## Task instructions
Could you print the full listing below, keeping each line identical?

Exercise input Block Start

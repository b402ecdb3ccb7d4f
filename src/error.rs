//! Errors returned by a rebalancing run.

use rust_decimal::Decimal;

use crate::types::Currency;

/// Fatal errors. Any of these aborts the run and no plan is returned.
///
/// Lot-size degradation (an order rounding down to zero units) is not an
/// error: the order is skipped and shows up as residual drift in the
/// plan summary.
#[derive(Debug, Clone, PartialEq, thiserror::Error)]
pub enum Error {
    /// No FX rate to convert `currency` into the base currency.
    #[error("no FX rate for currency {currency} (needed by {instrument})")]
    CurrencyUnavailable {
        instrument: String,
        currency: Currency,
    },

    /// The target table is malformed or does not sum to one.
    #[error("invalid allocation: {0}")]
    InvalidAllocation(String),

    /// The account snapshot violates a data model invariant.
    #[error("invalid snapshot: {0}")]
    InvalidSnapshot(String),

    /// Plan parameters are out of range.
    #[error("invalid plan parameters: {0}")]
    InvalidParams(String),

    /// The generated plan failed independent validation.
    #[error("plan infeasible: {0}")]
    PlanInfeasible(String),

    /// Plan generation ended with a negative cash pool.
    #[error("negative cash after plan: {0}")]
    NegativeCashAfterPlan(Decimal),
}

pub type Result<T> = std::result::Result<T, Error>;

#[cfg(test)]
mod tests {
    use super::*;

    #[test]
    fn display() {
        let err = Error::CurrencyUnavailable {
            instrument: "IWDA".into(),
            currency: Currency::new("usd"),
        };
        assert_eq!(err.to_string(), "no FX rate for currency USD (needed by IWDA)");
        assert_eq!(
            Error::InvalidAllocation("weights sum to 0.9".into()).to_string(),
            "invalid allocation: weights sum to 0.9"
        );
    }

    #[test]
    fn is_error() {
        let err: Box<dyn std::error::Error> = Box::new(Error::PlanInfeasible("x".into()));
        assert!(err.to_string().contains("infeasible"));
    }
}
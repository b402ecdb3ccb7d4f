//! CLI entry point for the driftplan rebalancer.

use std::path::PathBuf;
use std::process;

use chrono::NaiveDate;
use clap::{Args, Parser, Subcommand};

use driftplan_rebalancer::broker::{JsonSnapshotProvider, JsonlOrderSink};
use driftplan_rebalancer::config::Config;
use driftplan_rebalancer::error::Error;
use driftplan_rebalancer::execution::{self, RunOptions};
use driftplan_rebalancer::history::{self, ReferencePeriod};
use driftplan_rebalancer::target::TargetSpec;

#[derive(Parser)]
#[command(name = "rebalancer")]
#[command(about = "Portfolio rebalancer: account snapshot + target allocation → trade plan")]
#[command(version)]
struct Cli {
    /// Path to config.toml
    #[arg(long, default_value = "config.toml")]
    config: PathBuf,

    #[command(subcommand)]
    command: Command,
}

#[derive(Subcommand)]
enum Command {
    /// Compute drift and a validated plan, confirm, and submit the orders
    Run {
        #[command(flatten)]
        target: TargetArgs,

        /// Path to the account snapshot JSON
        #[arg(long)]
        snapshot: PathBuf,

        /// Show plan without submitting
        #[arg(long)]
        dry_run: bool,

        /// Skip confirmation prompt (for automation/cron)
        #[arg(long)]
        force: bool,

        /// Order file to append to (default: <logging.dir>/<logging.orders_file>)
        #[arg(long)]
        orders: Option<PathBuf>,
    },

    /// Show current vs target weights
    Drift {
        #[command(flatten)]
        target: TargetArgs,

        /// Path to the account snapshot JSON
        #[arg(long)]
        snapshot: PathBuf,
    },

    /// Show normalized holdings and cash
    Positions {
        /// Path to the account snapshot JSON
        #[arg(long)]
        snapshot: PathBuf,
    },
}

/// Where target weights come from: a target file, or the money invested
/// per instrument over a period of a transactions export.
#[derive(Args)]
struct TargetArgs {
    /// Path to target.json
    #[arg(required_unless_present = "transactions", conflicts_with = "transactions")]
    target: Option<PathBuf>,

    /// Derive targets from a transactions JSON export instead
    #[arg(long, requires_all = ["from", "to"])]
    transactions: Option<PathBuf>,

    /// First trade date of the reference period (YYYY-MM-DD)
    #[arg(long)]
    from: Option<NaiveDate>,

    /// Last trade date of the reference period, inclusive
    #[arg(long)]
    to: Option<NaiveDate>,
}

impl TargetArgs {
    fn load(&self) -> Result<(TargetSpec, String), Error> {
        match (&self.target, &self.transactions, self.from, self.to) {
            (Some(path), _, _, _) => Ok((TargetSpec::load(path)?, path.display().to_string())),
            (None, Some(path), Some(from), Some(to)) => {
                let period = ReferencePeriod::new(from, to)?;
                let transactions = history::load_transactions(path)?;
                let spec = TargetSpec::from_transactions(&transactions, period)?;
                Ok((spec, format!("{} ({period})", path.display())))
            }
            _ => Err(Error::Target(
                "give a target file, or --transactions with --from and --to".into(),
            )),
        }
    }
}

fn load_target(args: &TargetArgs) -> (TargetSpec, String) {
    match args.load() {
        Ok(s) => s,
        Err(e) => {
            eprintln!("Error loading target: {e}");
            process::exit(if e.is_plan_failure() { 2 } else { 1 });
        }
    }
}

fn main() {
    env_logger::Builder::from_env(env_logger::Env::default().default_filter_or("info"))
        .format_timestamp_secs()
        .init();

    let cli = Cli::parse();

    let config = match Config::load(&cli.config) {
        Ok(c) => c,
        Err(e) => {
            eprintln!("Error loading config: {e}");
            process::exit(1);
        }
    };

    let result = match cli.command {
        Command::Run {
            target,
            snapshot,
            dry_run,
            force,
            orders,
        } => {
            let (spec, target_source) = load_target(&target);
            let provider = JsonSnapshotProvider::new(&snapshot);
            let mut sink = JsonlOrderSink::new(orders.unwrap_or_else(|| config.orders_path()));
            let opts = RunOptions {
                dry_run,
                force,
                target_source,
            };
            execution::run(&config, &spec, &provider, &mut sink, &opts).map(|_| ())
        }
        Command::Drift { target, snapshot } => {
            let (spec, _) = load_target(&target);
            execution::show_drift(&config, &spec, &JsonSnapshotProvider::new(snapshot)).map(|_| ())
        }
        Command::Positions { snapshot } => {
            execution::show_positions(&config, &JsonSnapshotProvider::new(snapshot))
        }
    };

    if let Err(e) = result {
        match &e {
            e if e.is_plan_failure() => {
                eprintln!("\nAborted: {e}");
                process::exit(2);
            }
            Error::Aborted(msg) => {
                eprintln!("{msg}");
                process::exit(0);
            }
            _ => {
                eprintln!("Error: {e}");
                process::exit(1);
            }
        }
    }
}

Exercise input Block End

## Result of this exercise
repository b402ecdb3ccb7d4f
filename src/error.rs
//! Errors returned by a rebalancing run.

use rust_decimal::Decimal;

use crate::types::Currency;

/// Fatal errors. Any of these aborts the run and no plan is returned.
///
/// Lot-size degradation (an order rounding down to zero units) is not an
/// error: the order is skipped and shows up as residual drift in the
/// plan summary.
#[derive(Debug, Clone, PartialEq, thiserror::Error)]
pub enum Error {
    /// No FX rate to convert `currency` into the base currency.
    #[error("no FX rate for currency {currency} (needed by {instrument})")]
    CurrencyUnavailable {
        instrument: String,
        currency: Currency,
    },

    /// The target table is malformed or does not sum to one.
    #[error("invalid allocation: {0}")]
    InvalidAllocation(String),

    /// The account snapshot violates a data model invariant.
    #[error("invalid snapshot: {0}")]
    InvalidSnapshot(String),

    /// Plan parameters are out of range.
    #[error("invalid plan parameters: {0}")]
    InvalidParams(String),

    /// The generated plan failed independent validation.
    #[error("plan infeasible: {0}")]
    PlanInfeasible(String),

    /// Plan generation ended with a negative cash pool.
    #[error("negative cash after plan: {0}")]
    NegativeCashAfterPlan(Decimal),
}

pub type Result<T> = std::result::Result<T, Error>;

#[cfg(test)]
mod tests {
    use super::*;

    #[test]
    fn display() {
        let err = Error::CurrencyUnavailable {
            instrument: "IWDA".into(),
            currency: Currency::new("usd"),
        };
        assert_eq!(err.to_string(), "no FX rate for currency USD (needed by IWDA)");
        assert_eq!(
            Error::InvalidAllocation("weights sum to 0.9".into()).to_string(),
            "invalid allocation: weights sum to 0.9"
        );
    }

    #[test]
    fn is_error() {
        let err: Box<dyn std::error::Error> = Box::new(Error::PlanInfeasible("x".into()));
        assert!(err.to_string().contains("infeasible"));
    }
}
repository b402ecdb3ccb7d4f
//! CLI entry point for the driftplan rebalancer.

use std::path::PathBuf;
use std::process;

use chrono::NaiveDate;
use clap::{Args, Parser, Subcommand};

use driftplan_rebalancer::broker::{JsonSnapshotProvider, JsonlOrderSink};
use driftplan_rebalancer::config::Config;
use driftplan_rebalancer::error::Error;
use driftplan_rebalancer::execution::{self, RunOptions};
use driftplan_rebalancer::history::{self, ReferencePeriod};
use driftplan_rebalancer::target::TargetSpec;

#[derive(Parser)]
#[command(name = "rebalancer")]
#[command(about = "Portfolio rebalancer: account snapshot + target allocation → trade plan")]
#[command(version)]
struct Cli {
    /// Path to config.toml
    #[arg(long, default_value = "config.toml")]
    config: PathBuf,

    #[command(subcommand)]
    command: Command,
}

#[derive(Subcommand)]
enum Command {
    /// Compute drift and a validated plan, confirm, and submit the orders
    Run {
        #[command(flatten)]
        target: TargetArgs,

        /// Path to the account snapshot JSON
        #[arg(long)]
        snapshot: PathBuf,

        /// Show plan without submitting
        #[arg(long)]
        dry_run: bool,

        /// Skip confirmation prompt (for automation/cron)
        #[arg(long)]
        force: bool,

        /// Order file to append to (default: <logging.dir>/<logging.orders_file>)
        #[arg(long)]
        orders: Option<PathBuf>,
    },

    /// Show current vs target weights
    Drift {
        #[command(flatten)]
        target: TargetArgs,

        /// Path to the account snapshot JSON
        #[arg(long)]
        snapshot: PathBuf,
    },

    /// Show normalized holdings and cash
    Positions {
        /// Path to the account snapshot JSON
        #[arg(long)]
        snapshot: PathBuf,
    },
}

/// Where target weights come from: a target file, or the money invested
/// per instrument over a period of a transactions export.
#[derive(Args)]
struct TargetArgs {
    /// Path to target.json
    #[arg(required_unless_present = "transactions", conflicts_with = "transactions")]
    target: Option<PathBuf>,

    /// Derive targets from a transactions JSON export instead
    #[arg(long, requires_all = ["from", "to"])]
    transactions: Option<PathBuf>,

    /// First trade date of the reference period (YYYY-MM-DD)
    #[arg(long)]
    from: Option<NaiveDate>,

    /// Last trade date of the reference period, inclusive
    #[arg(long)]
    to: Option<NaiveDate>,
}

impl TargetArgs {
    fn load(&self) -> Result<(TargetSpec, String), Error> {
        match (&self.target, &self.transactions, self.from, self.to) {
            (Some(path), _, _, _) => Ok((TargetSpec::load(path)?, path.display().to_string())),
            (None, Some(path), Some(from), Some(to)) => {
                let period = ReferencePeriod::new(from, to)?;
                let transactions = history::load_transactions(path)?;
                let spec = TargetSpec::from_transactions(&transactions, period)?;
                Ok((spec, format!("{} ({period})", path.display())))
            }
            _ => Err(Error::Target(
                "give a target file, or --transactions with --from and --to".into(),
            )),
        }
    }
}

fn load_target(args: &TargetArgs) -> (TargetSpec, String) {
    match args.load() {
        Ok(s) => s,
        Err(e) => {
            eprintln!("Error loading target: {e}");
            process::exit(if e.is_plan_failure() { 2 } else { 1 });
        }
    }
}

fn main() {
    env_logger::Builder::from_env(env_logger::Env::default().default_filter_or("info"))
        .format_timestamp_secs()
        .init();

    let cli = Cli::parse();

    let config = match Config::load(&cli.config) {
        Ok(c) => c,
        Err(e) => {
            eprintln!("Error loading config: {e}");
            process::exit(1);
        }
    };

    let result = match cli.command {
        Command::Run {
            target,
            snapshot,
            dry_run,
            force,
            orders,
        } => {
            let (spec, target_source) = load_target(&target);
            let provider = JsonSnapshotProvider::new(&snapshot);
            let mut sink = JsonlOrderSink::new(orders.unwrap_or_else(|| config.orders_path()));
            let opts = RunOptions {
                dry_run,
                force,
                target_source,
            };
            execution::run(&config, &spec, &provider, &mut sink, &opts).map(|_| ())
        }
        Command::Drift { target, snapshot } => {
            let (spec, _) = load_target(&target);
            execution::show_drift(&config, &spec, &JsonSnapshotProvider::new(snapshot)).map(|_| ())
        }
        Command::Positions { snapshot } => {
            execution::show_positions(&config, &JsonSnapshotProvider::new(snapshot))
        }
    };

    if let Err(e) = result {
        match &e {
            e if e.is_plan_failure() => {
                eprintln!("\nAborted: {e}");
                process::exit(2);
            }
            Error::Aborted(msg) => {
                eprintln!("{msg}");
                process::exit(0);
            }
            _ => {
                eprintln!("Error: {e}");
                process::exit(1);
            }
        }
    }
}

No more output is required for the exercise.